Uri Caine e Mario Brunello all’Accademia Nazionale di Santa Cecilia
di Simone Ciolfi
NEL VASTO MARE DELLA MUSICA di Johann Sebastian Bach ci sono composizioni pensate per un pubblico inteso come nutrito gruppo di ascoltatori e composizioni destinate al diletto di più o meno benestanti o principeschi amatori: i ‘dilettanti’, appunto. In queste ultime la musica dialoga con chi la esegue, siano uno, due o più esecutori, e dà vita a un universo intimo e raccolto. La magìa di portare tale intimo messaggio a una grandissima fetta di pubblico l’hanno favorita la discografia e il mondo dell’organizzazione concertistica. Queste realtà hanno offerto agli esecutori la possibilità di trasformare quell’intimo messaggio, destinato a pochi, in un intimo messaggio destinato a tanti. È il caso della Suite per violoncello n. 3 e delle Sonate per violoncello e pianoforte n. 1, 2 e 3 di Bach, eseguite la sera di venerdì 30 da Mario Brunello e Uri Caine per la stagione cameristica dell’Accademia Nazionale di Santa Cecilia.
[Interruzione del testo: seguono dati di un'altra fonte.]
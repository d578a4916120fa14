//! Per-request state shared by the pipeline stages.

use crate::consistency::TrackerKey;
use crate::generation::SynthesizedContent;
use crate::schema::FieldSchema;
use crate::validation::{LayerKind, LayerOutcome, ValidationReport};
use crate::value::{ExtractedValues, FieldValue};
use serde::{Deserialize, Serialize};
use std::collections::{BTreeMap, BTreeSet};
use std::fmt;

/// A string that must appear verbatim in the rendered output.
#[derive(Debug, Clone, PartialEq, Eq, Hash, PartialOrd, Ord, Serialize, Deserialize)]
pub struct CriticalValue {
    pub value: String,
    /// Originating field, when known
    #[serde(default, skip_serializing_if = "Option::is_none")]
    pub field: Option<String>,
}

impl CriticalValue {
    pub fn new(value: impl Into<String>) -> Self {
        Self {
            value: value.into(),
            field: None,
        }
    }

    pub fn for_field(field: impl Into<String>, value: impl Into<String>) -> Self {
        Self {
            value: value.into(),
            field: Some(field.into()),
        }
    }
}

impl fmt::Display for CriticalValue {
    fn fmt(&self, f: &mut fmt::Formatter<'_>) -> fmt::Result {
        match &self.field {
            Some(field) => write!(f, "{} ({})", self.value, field),
            None => f.write_str(&self.value),
        }
    }
}

/// Critical values implied by a schema: every non-empty, non-boolean value
/// of a field marked critical. Critical fields left empty are reported by
/// the critical value layer of validation.
pub fn critical_values_from(schema: &FieldSchema, extracted: &ExtractedValues) -> Vec<CriticalValue> {
    schema
        .fields()
        .iter()
        .filter(|spec| spec.critical)
        .filter_map(|spec| extracted.get(&spec.name))
        .filter(|v| !v.value().is_empty() && !matches!(v.value(), FieldValue::Bool(_)))
        .map(|v| CriticalValue::for_field(v.field(), v.value().render()))
        .collect()
}

/// Accumulates one request's data across extraction, synthesis, rendering
/// and validation. Owned by exactly one request.
#[derive(Debug, Clone, Default, Serialize)]
pub struct GenerationContext {
    document_text: String,
    document_type: String,
    template_id: String,
    parameters: BTreeMap<String, String>,
    extracted: ExtractedValues,
    synthesized: SynthesizedContent,
    critical_values: BTreeSet<CriticalValue>,
    rendered: Option<String>,
    validation_results: BTreeMap<LayerKind, LayerOutcome>,
}

impl GenerationContext {
    pub fn new(
        document_text: impl Into<String>,
        document_type: impl Into<String>,
        template_id: impl Into<String>,
    ) -> Self {
        Self {
            document_text: document_text.into(),
            document_type: document_type.into(),
            template_id: template_id.into(),
            ..Default::default()
        }
    }

    /// Add a parameter override. Overrides win over extracted and synthesized values.
    pub fn with_parameter(mut self, key: impl Into<String>, value: impl Into<String>) -> Self {
        self.parameters.insert(key.into(), value.into());
        self
    }

    pub fn set_parameter(&mut self, key: impl Into<String>, value: impl Into<String>) {
        self.parameters.insert(key.into(), value.into());
    }

    pub fn set_extracted(&mut self, values: ExtractedValues) {
        self.extracted = values;
    }

    pub fn set_synthesized(&mut self, content: SynthesizedContent) {
        self.synthesized = content;
    }

    pub fn set_rendered(&mut self, rendered: impl Into<String>) {
        self.rendered = Some(rendered.into());
    }

    pub fn add_critical_value(&mut self, value: CriticalValue) {
        self.critical_values.insert(value);
    }

    /// Declare the critical values implied by the schema and the current extraction.
    pub fn declare_critical_from(&mut self, schema: &FieldSchema) {
        for value in critical_values_from(schema, &self.extracted) {
            self.critical_values.insert(value);
        }
    }

    /// Store the per-layer outcomes of a validation run.
    pub fn record_validation(&mut self, report: &ValidationReport) {
        for outcome in &report.layers {
            self.validation_results.insert(outcome.layer, outcome.clone());
        }
    }

    /// Flat string map handed to the templating engine.
    ///
    /// Extracted values come first, synthesized slots overwrite them, and
    /// parameter overrides overwrite both.
    pub fn render_map(&self) -> BTreeMap<String, String> {
        let mut map: BTreeMap<String, String> = self
            .extracted
            .iter()
            .map(|(name, v)| (name.clone(), v.value().render()))
            .collect();
        for (slot, content) in &self.synthesized {
            map.insert(slot.clone(), content.text.clone());
        }
        for (key, value) in &self.parameters {
            map.insert(key.clone(), value.clone());
        }
        map
    }

    pub fn document_text(&self) -> &str {
        &self.document_text
    }

    pub fn document_type(&self) -> &str {
        &self.document_type
    }

    pub fn template_id(&self) -> &str {
        &self.template_id
    }

    pub fn tracker_key(&self) -> TrackerKey {
        TrackerKey::new(&self.document_type, &self.template_id)
    }

    pub fn parameters(&self) -> &BTreeMap<String, String> {
        &self.parameters
    }

    pub fn extracted(&self) -> &ExtractedValues {
        &self.extracted
    }

    pub fn synthesized(&self) -> &SynthesizedContent {
        &self.synthesized
    }

    pub fn rendered(&self) -> Option<&str> {
        self.rendered.as_deref()
    }

    /// Critical values in a stable order.
    pub fn critical_values(&self) -> Vec<CriticalValue> {
        self.critical_values.iter().cloned().collect()
    }

    pub fn validation_results(&self) -> &BTreeMap<LayerKind, LayerOutcome> {
        &self.validation_results
    }
}

#[cfg(test)]
mod tests {
    use super::*;
    use crate::generation::{SlotSource, SynthesizedSlot};
    use crate::schema::{FieldKind, FieldSpec};
    use crate::value::ExtractedValue;

    fn extracted() -> ExtractedValues {
        [
            ("study_duration", FieldValue::Text("12 weeks".into())),
            ("is_pediatric", FieldValue::Bool(false)),
            ("key_risks", FieldValue::Text(String::new())),
        ]
        .into_iter()
        .map(|(k, v)| (k.to_string(), ExtractedValue::from_backend(k, v, "test", 1, vec![])))
        .collect()
    }

    #[test]
    fn test_render_map_precedence() {
        let mut ctx = GenerationContext::new("doc", "informed_consent", "short_form")
            .with_parameter("study_duration", "about three months");
        ctx.set_extracted(extracted());
        ctx.set_synthesized(
            [(
                "is_pediatric".to_string(),
                SynthesizedSlot {
                    slot: "is_pediatric".into(),
                    text: "This study enrolls adults.".into(),
                    sources: vec!["is_pediatric".into()],
                    origin: SlotSource::Fixed,
                    warnings: vec![],
                },
            )]
            .into_iter()
            .collect(),
        );

        let map = ctx.render_map();
        assert_eq!(map["study_duration"], "about three months");
        assert_eq!(map["is_pediatric"], "This study enrolls adults.");
        assert_eq!(map["key_risks"], "");
    }

    #[test]
    fn test_declare_critical_skips_empty_and_booleans() {
        let schema = FieldSchema::new(vec![
            FieldSpec::new("study_duration", FieldKind::ShortText, "How long?").critical(),
            FieldSpec::new("is_pediatric", FieldKind::Boolean, "Children?").critical(),
            FieldSpec::new("key_risks", FieldKind::LongText, "Risks?").critical(),
        ])
        .unwrap();
        let mut ctx = GenerationContext::new("doc", "informed_consent", "short_form");
        ctx.set_extracted(extracted());
        ctx.declare_critical_from(&schema);

        assert_eq!(
            ctx.critical_values(),
            vec![CriticalValue::for_field("study_duration", "12 weeks")]
        );
    }

    #[test]
    fn test_tracker_key() {
        let ctx = GenerationContext::new("doc", "informed_consent", "short_form");
        assert_eq!(ctx.tracker_key(), TrackerKey::new("informed_consent", "short_form"));
    }
}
Nell’ottima intervista di Daniela Gangale (autrice de Il Corriere Musicale, ndr) a Mario Brunello c’è un passo illuminante sulla strategia usata per far giungere a un’ampia platea l’intimo messaggio della musica eseguita: è il risalto dato all’«energia ritmica» (cito Brunello) della musica bachiana, un risultato che chi, come i due artisti citati, ha frequentato il mondo del pop e del jazz, è allenato a ottenere. Del tessuto musicale bachiano sono state dunque evidenziate le fibre portanti, di modo che arrivasse a ogni ascoltatore l’ordito ritmico che sostiene l’espressività della Suite e delle Sonate. Colto quello, la platea ha potuto seguire l’interpretazione dei brani con più facilità, e godere delle tante delicatezze emotive che due esecutori del tale qualità possono riservare. La ‘rete’, il Bach Networks citato nel titolo del concerto, c’è dunque stata, e ogni ascoltatore è stato al contempo singolo utente collegato a una vasta comunità.

L’improvvisazione di Caine al pianoforte, basata su temi delle Variazioni Goldberg, ha creato un’onda d’urto di benefico effetto per la comprensione dei brani che l’avevano preceduta e seguita. Il gioioso furore di Caine ha scosso la platea abituata alle dialoganti figure bachiane, liberando ulteriori energie per l’ascolto. Effetto vitalizzante hanno avuto anche le tre invenzioni per violoncello e pianoforte composte da Caine. Se la seconda, Largo, è animata da un lirismo arricchito da molti chiaroscuri armonici, la prima e la terza vivono dello stesso incessante serpeggiare tematico che anima la musica di Bach. Quella di Caine è una musica effervescente, che ha radici nel linguaggio classico e nel jazz, che lascia l’argento vivo addosso.
Un concerto come questo ci testimonia che la classica ricomincia a vivere, non più solo come monumento, ma come patrimonio vivo, organico, che si confronta col presente, con linguaggi più o meno lontani, che attinge energia in altri campi per aumentare la potenza del suo messaggio di civiltà.